First, though, what this means to you. In the short term, it should affect you every time you get in the car. The rising cost of oil -- which is priced in dollars -- could very well be linked to the weakening dollar: "Dollar weakness has boosted the price of dollar-denominated commodities and helped oil to surge by more than a third since the middle of August. It has risen more than 50 per cent this year." (
Times Online) It could also mean inflation caused by more expensive foreign imports. In the long term, the weak dollar means massive interest rate hikes. This "long term" doesn’t seem so "long" now that Alan Greenspan has predicted double-digit interest rates in coming years to thwart inflation.

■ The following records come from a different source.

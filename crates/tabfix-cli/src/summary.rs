use comfy_table::modifiers::{UTF8_ROUND_CORNERS, UTF8_SOLID_INNER_BORDERS};
use comfy_table::presets::{UTF8_FULL, UTF8_FULL_CONDENSED};
use comfy_table::{Attribute, Cell, CellAlignment, Color, ContentArrangement, Table};

use tabfix_model::CellValue;
use tabfix_transform::{DateDiagnostics, DateOrder, NormalizationReport};

use tabfix_cli::types::{CleanedOutput, FileReport, FileStatus, RunResult};

pub fn print_summary(result: &RunResult) {
    println!("Mode: {}", result.mode);
    let mut table = Table::new();
    table.set_header(vec![
        header_cell("File"),
        header_cell("Rows"),
        header_cell("Columns"),
        header_cell("Status"),
    ]);
    apply_summary_table_style(&mut table);
    align_column(&mut table, 1, CellAlignment::Right);
    align_column(&mut table, 2, CellAlignment::Right);
    for file in &result.files {
        table.add_row(vec![
            Cell::new(&file.name),
            Cell::new(file.rows),
            Cell::new(file.columns),
            status_cell(&file.status),
        ]);
    }
    for output in &result.outputs {
        table.add_row(vec![
            Cell::new(format!("-> {}", output.file_name))
                .fg(Color::Cyan)
                .add_attribute(Attribute::Bold),
            Cell::new(output.table.height()).add_attribute(Attribute::Bold),
            Cell::new(output.table.width()).add_attribute(Attribute::Bold),
            dim_cell("output"),
        ]);
    }
    println!("{table}");

    for path in &result.written {
        println!("Wrote {}", path.display());
    }
    if result.is_empty() {
        println!("Nothing to show: no rows were produced. Check the file selection and inputs.");
    }
    if !result.errors.is_empty() {
        eprintln!("Errors:");
        for error in &result.errors {
            eprintln!("- {error}");
        }
    }
}

/// One table per alarm file with the date counters and raw-column statistics.
pub fn print_diagnostics(files: &[FileReport]) {
    for file in files {
        if file.date_report.is_none() && file.diagnostics.is_none() {
            continue;
        }
        let mut table = Table::new();
        table.set_header(vec![header_cell("Measure"), header_cell("Value")]);
        apply_table_style(&mut table);
        align_column(&mut table, 1, CellAlignment::Right);
        if let Some(report) = &file.date_report {
            add_report_rows(&mut table, report);
        }
        if let Some(diagnostics) = &file.diagnostics {
            add_diagnostics_rows(&mut table, diagnostics);
        }
        println!();
        println!("Diagnostics: {}", file.name);
        println!("{table}");
    }
}

fn add_report_rows(table: &mut Table, report: &NormalizationReport) {
    let rows = [
        ("Strict canonical", report.strict),
        ("Day-first", report.day_first),
        ("Month-first", report.month_first),
        ("Spreadsheet serial", report.serial),
        ("Unparseable", report.unresolved),
        ("Missing", report.missing),
        ("Month swapped", report.month_swapped),
        ("Outside expected month", report.month_mismatch_kept),
    ];
    for (label, count) in rows {
        table.add_row(vec![Cell::new(label), count_cell(count)]);
    }
}

fn add_diagnostics_rows(table: &mut Table, diagnostics: &DateDiagnostics) {
    let rows = [
        ("Rows inspected", diagnostics.rows),
        ("Looks D/M/Y", diagnostics.looks_dmy),
        ("Looks Y/M/D", diagnostics.looks_ymd),
        ("Looks serial", diagnostics.looks_serial),
        ("Only valid day-first", diagnostics.unambiguous_day_first),
        ("Only valid month-first", diagnostics.unambiguous_month_first),
    ];
    for (label, count) in rows {
        table.add_row(vec![Cell::new(label), count_cell(count)]);
    }
    for (label, order) in [
        ("day-first", DateOrder::DayFirst),
        ("month-first", DateOrder::MonthFirst),
    ] {
        table.add_row(vec![
            Cell::new(format!("Months ({label})")),
            Cell::new(format_months(diagnostics, order)),
        ]);
        let dominant = diagnostics
            .dominant_month(order)
            .map_or_else(|| "-".to_string(), |month| format!("{month:02}"));
        table.add_row(vec![
            Cell::new(format!("Dominant month ({label})")),
            Cell::new(dominant),
        ]);
    }
}

fn format_months(diagnostics: &DateDiagnostics, order: DateOrder) -> String {
    let months = match order {
        DateOrder::DayFirst => &diagnostics.months_day_first,
        DateOrder::MonthFirst => &diagnostics.months_month_first,
    };
    if months.is_empty() {
        return "-".to_string();
    }
    months
        .iter()
        .map(|(month, count)| format!("{month:02}:{count}"))
        .collect::<Vec<_>>()
        .join(" ")
}

/// Prints the first `rows` rows of every output.
pub fn print_preview(outputs: &[CleanedOutput], rows: usize) {
    if rows == 0 {
        return;
    }
    for output in outputs {
        let mut table = Table::new();
        table.set_header(
            output
                .table
                .column_names()
                .into_iter()
                .map(header_cell)
                .collect::<Vec<_>>(),
        );
        apply_table_style(&mut table);
        for row in output.table.rows().take(rows) {
            table.add_row(
                row.into_iter()
                    .map(|cell| match cell {
                        CellValue::Text(value) => Cell::new(value),
                        CellValue::Missing => dim_cell(""),
                    })
                    .collect::<Vec<_>>(),
            );
        }
        println!();
        println!(
            "{} (first {} of {} rows)",
            output.file_name,
            rows.min(output.table.height()),
            output.table.height()
        );
        println!("{table}");
    }
}

fn apply_table_style(table: &mut Table) {
    table
        .load_preset(UTF8_FULL_CONDENSED)
        .apply_modifier(UTF8_ROUND_CORNERS)
        .set_content_arrangement(ContentArrangement::Dynamic)
        .set_width(120);
}

fn apply_summary_table_style(table: &mut Table) {
    table
        .load_preset(UTF8_FULL)
        .apply_modifier(UTF8_ROUND_CORNERS)
        .apply_modifier(UTF8_SOLID_INNER_BORDERS)
        .set_content_arrangement(ContentArrangement::Dynamic)
        .set_width(120);
}

fn align_column(table: &mut Table, index: usize, alignment: CellAlignment) {
    if let Some(column) = table.column_mut(index) {
        column.set_cell_alignment(alignment);
    }
}

fn status_cell(status: &FileStatus) -> Cell {
    match status {
        FileStatus::Cleaned => Cell::new("ok").fg(Color::Green),
        FileStatus::Failed(message) => Cell::new(format!("failed: {message}"))
            .fg(Color::Red)
            .add_attribute(Attribute::Bold),
    }
}

fn count_cell(count: usize) -> Cell {
    if count > 0 {
        Cell::new(count)
    } else {
        dim_cell(count)
    }
}

fn header_cell(label: &str) -> Cell {
    Cell::new(label)
        .fg(Color::Cyan)
        .add_attribute(Attribute::Bold)
}

fn dim_cell<T: ToString>(value: T) -> Cell {
    Cell::new(value.to_string()).fg(Color::DarkGrey)
}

Think about the balloon interest rates that got us into the mortgage crisis we’re facing right now and think about those balloon rates being the
only rates. Talk to your parents, and they’ll tell you about how they bought their first house back in the 80’s at 13%. Just to give you an idea of how bad it is: by the end of 2004, the dollar had lost a full third of its value to the euro, which had only been in existence since 1999. Last year alone, the euro appreciated 40% against the dollar. (And the book says, man cannot survive on bread alone, but I would like to say that with the current exchange rate, man
can survive on bread, cheese and soup alone if you’re a graduate student in Europe watching your funds diminish by the hour.)
It should come as no surprise that the government and big business helped to get us into this mess. America’s debt -- accumulated during the Bush, Jr. years thanks to wars in the middle east which now cost taxpayers $275 million
per day -- is a serious turnoff to investors and governments who would otherwise be attracted to the dollar. Moreover, that debt has largely been financed by China and Japan in the form of bonds, which basically serve as I.O.U.s from the US. Other factors determining the dollar’s value are American habits: low interest rates promote spending rather than saving. This proclivity combined with the recent credit and mortgage crises have helped to decrease investor confidence in the dollar. While citizens should have been more provident, corporations and government hold most of blame for their blatant exploitation of the American people. Who needs a $4000 credit line as a student in college?! And since when could a couple making $80,000 per year afford a quarter of a million dollar home?
I’d like to join the world’s eight-year-olds in giving big business and the US government a fat, ugly stuck-out tongue.

Okay, so she’s not sticking out his tongue, but I think you get my point.